UD Tswana Popapolelo
Language: Tswana (code: tn
)
Family: Niger-Congo
This treebank has been part of Universal Dependencies since the UD v2.14 release.
The following people have contributed to making this treebank part of UD: Ansu Berg, Roald Eiselen, Tanja Gaustad, Rigardt Pretorius.
Repository: UD_Tswana-Popapolelo
Search this treebank on-line: PML-TQ
Download all treebanks: UD 2.15
License: CC BY-SA 4.0
Genre: grammar-examples
Questions, comments? General annotation questions (either Tswana-specific or cross-linguistic) can be raised in the main UD issue tracker. You can report bugs in this treebank in the treebank-specific issue tracker on Github. If you want to collaborate, please contact [tanja • gaustad (æt) nwu • ac • za]. Development of the treebank happens directly in the UD repository, so you may submit bug fixes as pull requests against the dev branch.
Annotation | Source |
---|---|
Lemmas | not available |
UPOS | annotated manually in non-UD style, automatically converted to UD, with some manual corrections of the conversion |
XPOS | assigned by a program, with some manual corrections, but not a full manual verification |
Features | assigned by a program, with some manual corrections, but not a full manual verification |
Relations | annotated manually, natively in UD style |
Description
UD Tswana-Popapolelo is a translation of the 20 Cairo Cicling sentences (https://github.com/UniversalDependencies/cairo) annotated with XPOS, UPOS and dependency relations.
There are 20 translated sentences with a total of 234 tokens.
The entire treebank is labeled as test set due to its size. If it is used for training in future research, the users should employ ten-fold cross-validation.
Acknowledgments
Translations and initial annotations performed by Ansu Berg, Rigardt Pretorius, Kevin Mavalela, and Kaboentle Maibi.
Statistics of UD Tswana Popapolelo
POS Tags
ADJ – ADV – AUX – CCONJ – NOUN – PART – PRON – PROPN – PUNCT – SCONJ – VERB
Features
Relations
advcl – advmod – amod – appos – aux – case – cc – ccomp – compound – conj – cop – discourse – expl – fixed – flat – iobj – mark – nmod – nsubj – nsubj:pass – obj – obl – obl:agent – obl:lmod – obl:tmod – orphan – punct – root – vocative – xcomp
Tokenization and Word Segmentation
- This corpus contains 20 sentences and 214 tokens.
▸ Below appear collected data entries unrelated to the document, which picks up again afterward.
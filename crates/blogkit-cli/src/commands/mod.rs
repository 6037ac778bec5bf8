//! Command handlers. Each translates parsed input into core calls and output.

pub mod help;
pub mod scaffold;
//! Filesystem adapters.

mod local;
mod memory;

pub use local::LocalFilesystem;
pub use memory::MemoryFilesystem;
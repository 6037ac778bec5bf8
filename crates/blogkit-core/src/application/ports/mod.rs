//! Application ports (traits) for external dependencies.
//!
//! Ports define interfaces that the application needs from the outside
//! world. Adapters in `blogkit-adapters` implement these.
//!
//! - `Filesystem`: probing and writing the consuming project
//! - `TemplateStore`: lookup of the template for each artifact
//! - `TemplateRenderer`: turning a template into file content

pub mod output;

pub use output::{Filesystem, TemplateRenderer, TemplateStore};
- This corpus contains 23 tokens (11%) that are not followed by a space.
- This corpus does not contain words with spaces.
- This corpus does not contain words that contain both letters and punctuation.
Morphology
Tags
- This corpus uses 11 UPOS tags out of 17 possible: ADJ, ADV, AUX, CCONJ, NOUN, PART, PRON, PROPN, PUNCT, SCONJ, VERB
- This corpus does not use the following tags: DET, NUM, ADP, INTJ, SYM, X
- This corpus contains 11 word types tagged as particles (PART): A, e, ga, go, ka, ke, kwa, le, mo, wa, ya
- This corpus contains 1 lemmas tagged as pronouns (PRON): _
- This corpus contains 0 lemmas tagged as determiners (DET):
- This corpus contains 1 lemmas tagged as auxiliaries (AUX): _
- Out of the above, 1 lemmas occurred sometimes as AUX and sometimes as VERB: _
- This corpus does not use the VerbForm feature.
Nominal Features
Degree and Polarity
- Neg
- ADV: ga, a, se
Verbal Features
Pronouns, Determiners, Quantifiers
Other Features
- NounClass
- Bantu1
- NOUN: Moagisani, Mosetsana, Rre, monna, morwarraagwe
- PART: wa
- PRON: o, a
- Bantu14
- ADJ: botoka
- NOUN: bohibidu
- Bantu15
- PRON: go
- Bantu17
- PART: ga
- Bantu2
- PRON: ba
- Bantu3
- NOUN: moriri, mošate
- PART: wa
- Bantu5
- ADJ: lengwe
- NOUN: lekwalo, lebaka, lebelo, legora, letlhabaphefo, letsatsi
- PRON: le, leo, lê
- Bantu7
- NOUN: selefera
- Bantu9
- ADJ: kgolo, nnye
- NOUN: koloi, baesekele, boronse, gauta, kakanyo, naga, phaposing, pula, tsala
- PART: e, ya
- PRON: e, epe
- Bantu1
Syntax
Auxiliary Verbs and Copula
- This corpus uses 1 lemmas as copulas (cop). Examples: _.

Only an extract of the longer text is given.